Cllr Craig Cheney, who was deputy mayor for finance before the election, retained his Hillfields seat, one of the earliest to be declared on Sunday (May 9), and said he was “very happy and very excited”.
Asked whether he was expecting many Labour losses, he said: “It’ll be an interesting day.
“I wouldn’t like to call it at the moment. Some seats are very, very tight in Bristol.
“I think we will lose some, but we shall see. There’s definitely been a ‘Green surge’.”
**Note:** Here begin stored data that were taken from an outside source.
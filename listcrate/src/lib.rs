pub mod config;
pub mod errors;
pub mod filtering;
pub mod handler;
pub mod mapping;
pub mod models;
pub mod request;
pub mod source;

pub use config::{ListHandlerConfig, SEARCH_TERM_SEPARATOR};
pub use errors::{ConfigError, ListError, MappingError};
pub use handler::{
    EntityListHandler, EntityListHandlerFactory, ListPage, ListResultConverter,
    NoConvertResultConverter,
};
pub use mapping::{
    FieldMapping, FieldOptions, FieldTarget, FieldType, JoinType, ListMetadata,
    ListMetadataManager, MappingInformation, MetadataDriver, StaticDriver, YamlDriver,
};
pub use models::{Filter, FilterOperator, FilterValue, FilterableField, OrderBy, SortDirection};
pub use request::{ListRequest, RequestParameters};
pub use source::{
    ArrayListSource, ListEntity, ListSource, OrmListSource, SearchIndexClient,
    SearchIndexListSource,
};
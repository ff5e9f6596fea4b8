/// Turns the items a source produced into what the caller wants to return.
pub trait ListResultConverter<I>: Send + Sync {
    type Output: Send;

    fn convert(&self, items: Vec<I>) -> Vec<Self::Output>;
}

/// Returns items unchanged.
#[derive(Debug, Clone, Copy, Default)]
pub struct NoConvertResultConverter;

impl<I: Send> ListResultConverter<I> for NoConvertResultConverter {
    type Output = I;

    fn convert(&self, items: Vec<I>) -> Vec<I> {
        items
    }
}

/// Any `Fn(I) -> O` converts item by item.
impl<I, O, F> ListResultConverter<I> for F
where
    F: Fn(I) -> O + Send + Sync,
    O: Send,
{
    type Output = O;

    fn convert(&self, items: Vec<I>) -> Vec<O> {
        items.into_iter().map(self).collect()
    }
}
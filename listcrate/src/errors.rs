//! # Error Handling for List Requests
//!
//! Two families of errors exist in this crate:
//!
//! - [`ListError`] is raised while a request is being processed. Almost every
//!   variant is a caller-input failure (a filter on an unknown field, a page
//!   number that is not numeric, a sort direction that is not `ASC`/`DESC`).
//!   These are reported synchronously and never retried. The remaining variants
//!   wrap failures of the backend that executed the query.
//! - [`MappingError`] is raised while list metadata is loaded. It points at a
//!   broken field declaration and should abort startup or metadata cache
//!   population instead of surfacing per request.
//!
//! `ListError` implements [`IntoResponse`] so handlers can return it directly:
//! input failures become `400 Bad Request` with the message, backend failures
//! become `500 Internal Server Error` with a generic message while the details
//! are logged through `tracing`.
//!
//! ```rust,ignore
//! async fn list_posts(
//!     State(state): State<AppState>,
//!     Json(params): Json<serde_json::Value>,
//! ) -> Result<Json<Vec<post::Model>>, ListError> {
//!     let mut handler = state.factory.orm_handler::<post::Entity>(state.db.clone())?;
//!     let request = ListRequest::from_value(params);
//!     Ok(Json(handler.results(&request).await?))
//! }
//! ```

use axum::{
    Json,
    http::StatusCode,
    response::{IntoResponse, Response},
};
use sea_orm::DbErr;
use serde::Serialize;

/// Failure while turning a list request into a query or while executing it.
#[derive(Debug, thiserror::Error)]
pub enum ListError {
    /// A filter entry lacks `field`, `operator` or `value.from`.
    #[error("Field, operator and value are required for filter")]
    MalformedFilter,

    #[error("Field \"{field}\" is not filterable")]
    NotFilterable { field: String },

    /// The operator symbol is not known to the backend at all.
    #[error("Unknown filter operator \"{operator}\"")]
    UnknownOperator { operator: String },

    /// The operator is known but not declared for this field.
    #[error("Operator \"{operator}\" is not acceptable for filter field \"{field}\"")]
    OperatorNotAcceptable { operator: String, field: String },

    #[error("From and to values must be given for BETWEEN filter operator on \"{field}\"")]
    BetweenBoundsRequired { field: String },

    #[error("Filter value for \"{field}\" should be scalar, array given")]
    NonScalarValue { field: String },

    #[error("Value \"{value}\" of filter field \"{field}\" is not a valid date")]
    InvalidDate { field: String, value: String },

    #[error("Page number must be numeric, \"{value}\" given")]
    NonNumericPageNumber { value: String },

    #[error("Page limit must be numeric, \"{value}\" given")]
    NonNumericPageLimit { value: String },

    #[error("Field \"{field}\" is not sortable")]
    NotSortable { field: String },

    #[error("Order direction \"{direction}\" is not acceptable. It should be \"ASC\" or \"DESC\"")]
    InvalidDirection { direction: String },

    #[error("Association \"{field}\" does not exist in \"{entity}\"")]
    UnknownAssociation { field: String, entity: String },

    #[error("This list has no search feature")]
    SearchNotSupported,

    #[error("This list has no filter feature")]
    FilteringNotSupported,

    /// The backend knows the operator but has no translation for it.
    #[error("Filter operator \"{operator}\" not implemented yet")]
    OperatorNotImplemented { operator: String },

    #[error("A database error occurred")]
    Database(#[from] DbErr),

    #[error("Search index request failed: {0}")]
    SearchIndex(String),

    #[error(transparent)]
    Mapping(#[from] MappingError),
}

impl ListError {
    /// Whether the error was caused by the request parameters rather than by a
    /// backend or a metadata definition.
    #[must_use]
    pub fn is_invalid_input(&self) -> bool {
        !matches!(
            self,
            Self::Database(_) | Self::SearchIndex(_) | Self::Mapping(_)
        )
    }

    /// HTTP status code this error maps to.
    #[must_use]
    pub fn status_code(&self) -> StatusCode {
        if self.is_invalid_input() {
            StatusCode::BAD_REQUEST
        } else {
            StatusCode::INTERNAL_SERVER_ERROR
        }
    }

    /// Message that is safe to send to clients.
    #[must_use]
    pub fn user_message(&self) -> String {
        match self {
            Self::Database(_) => "A database error occurred".to_string(),
            Self::SearchIndex(_) => "A search index error occurred".to_string(),
            Self::Mapping(_) => "List is not configured correctly".to_string(),
            other => other.to_string(),
        }
    }

    fn log_internal(&self) {
        match self {
            Self::Database(internal) => {
                tracing::error!(error = ?internal, "Database error occurred");
            }
            Self::SearchIndex(details) => {
                tracing::error!(details = %details, "Search index error occurred");
            }
            Self::Mapping(internal) => {
                tracing::error!(error = %internal, "List metadata error occurred");
            }
            _ => {
                tracing::debug!(
                    error = %self,
                    status = %self.status_code(),
                    "Invalid list request"
                );
            }
        }
    }
}

#[derive(Serialize)]
struct ErrorResponse {
    error: String,
}

impl IntoResponse for ListError {
    fn into_response(self) -> Response {
        self.log_internal();

        let status = self.status_code();
        let body = ErrorResponse {
            error: self.user_message(),
        };

        (status, Json(body)).into_response()
    }
}

/// Broken list metadata declaration.
#[derive(Debug, thiserror::Error)]
pub enum MappingError {
    #[error("Field \"{field}\" has no target")]
    MissingTarget { field: String },

    #[error("Unknown field target \"{target}\" for field \"{field}\"")]
    UnknownTarget { field: String, target: String },

    #[error(
        "Attributes \"joinField\" and \"joinType\" must be set for field \"{field}\" of target \"relation\""
    )]
    MissingJoin { field: String },

    #[error("Unknown join type \"{join_type}\" for field \"{field}\"")]
    UnknownJoinType { field: String, join_type: String },

    #[error("Filterable field \"{field}\" has no operators")]
    MissingOperators { field: String },

    #[error("Unknown filter operator \"{operator}\" declared for field \"{field}\"")]
    UnknownOperator { field: String, operator: String },

    #[error("Unknown field type \"{field_type}\" for field \"{field}\"")]
    UnknownFieldType { field: String, field_type: String },

    #[error("Direction \"{direction}\" of default order field \"{field}\" is not acceptable")]
    InvalidDirection { field: String, direction: String },

    #[error("Date format \"{format}\" of field \"{field}\" is not valid")]
    InvalidDateFormat { field: String, format: String },

    #[error("Missing entity list mapping information for \"{entity}\"")]
    MissingMetadata { entity: String },

    #[error("Failed to read list mapping file: {0}")]
    Io(#[from] std::io::Error),

    #[error("Failed to parse list mapping: {0}")]
    Yaml(#[from] serde_yaml::Error),
}

/// Failure while loading [`crate::config::ListHandlerConfig`].
#[derive(Debug, thiserror::Error)]
pub enum ConfigError {
    #[error("Failed to read configuration file: {0}")]
    Io(#[from] std::io::Error),

    #[error("Failed to parse configuration: {0}")]
    Yaml(#[from] serde_yaml::Error),
}

#[cfg(test)]
mod tests {
    use super::*;

    #[test]
    fn test_input_errors_are_bad_requests() {
        let cases = vec![
            ListError::MalformedFilter,
            ListError::NotFilterable {
                field: "title".to_string(),
            },
            ListError::NonNumericPageNumber {
                value: "two".to_string(),
            },
            ListError::InvalidDirection {
                direction: "UP".to_string(),
            },
            ListError::OperatorNotImplemented {
                operator: "lt".to_string(),
            },
        ];

        for err in cases {
            assert!(err.is_invalid_input(), "{err} should be an input error");
            assert_eq!(err.status_code(), StatusCode::BAD_REQUEST);
        }
    }

    #[test]
    fn test_backend_errors_are_internal() {
        let err = ListError::from(DbErr::Custom("connection reset".to_string()));
        assert!(!err.is_invalid_input());
        assert_eq!(err.status_code(), StatusCode::INTERNAL_SERVER_ERROR);
        assert_eq!(err.user_message(), "A database error occurred");

        let err = ListError::SearchIndex("shard failure".to_string());
        assert_eq!(err.status_code(), StatusCode::INTERNAL_SERVER_ERROR);
        assert!(!err.user_message().contains("shard"));
    }

    #[test]
    fn test_messages_quote_offending_values() {
        let err = ListError::NonNumericPageLimit {
            value: "ten".to_string(),
        };
        assert_eq!(err.to_string(), "Page limit must be numeric, \"ten\" given");

        let err = ListError::UnknownAssociation {
            field: "author".to_string(),
            entity: "posts".to_string(),
        };
        assert_eq!(
            err.to_string(),
            "Association \"author\" does not exist in \"posts\""
        );
    }

    #[test]
    fn test_into_response_status() {
        let response = ListError::NotSortable {
            field: "secret".to_string(),
        }
        .into_response();
        assert_eq!(response.status(), StatusCode::BAD_REQUEST);

        let response = ListError::Database(DbErr::Custom("boom".to_string())).into_response();
        assert_eq!(response.status(), StatusCode::INTERNAL_SERVER_ERROR);
    }
}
The Greens picked up two seats in Windmill Hill, where newcomers Ed Plowden and Lisa Stone beat off the competition to fill the seats where Labour incumbents Jon Wellington and Lucy Whittle stepped down before the election.
They also picked up a seat in closely fought Bedminster, where Labour’s Celia Phipps lost to Tessa Fitzjohn, making it a bittersweet victory for surviving Labour Cllr Mark Bradshaw who said it was “painful” that Celia had not been reelected with him as the pair had worked as a team.
Cllr Fitzjohn said: “I’m really looking forward to it and I bring with me a lot of knowledge of the creative industries because I’m an arts producer and public art consultant, so I’m looking forward to bringing that knowledge into the chamber.”
The Greens held onto Southville, with newcomers Tony Dyer and Christine Townsend replacing outgoing colleagues Stephen Clarke and Charlie Bolton.
Conservative group leader Mark Weston, reelected in Henbury and Brentry, said: “It’s been a strange campaign – we couldn’t knock on doors until March 8.
“To have such a resounding result, such a firm mandate, we’re delighted. Work carries on tomorrow.”
Speaking with many results still to be declared, he said: “It’s going to be a very different council. I don’t think Labour will have the majority.
“Maybe the mayor will have to moderate that autocracy he loves so much.”
Tory Cllr Chris Windows, also reelected in the ward, said it was a pleasure and an honour to be a councillor.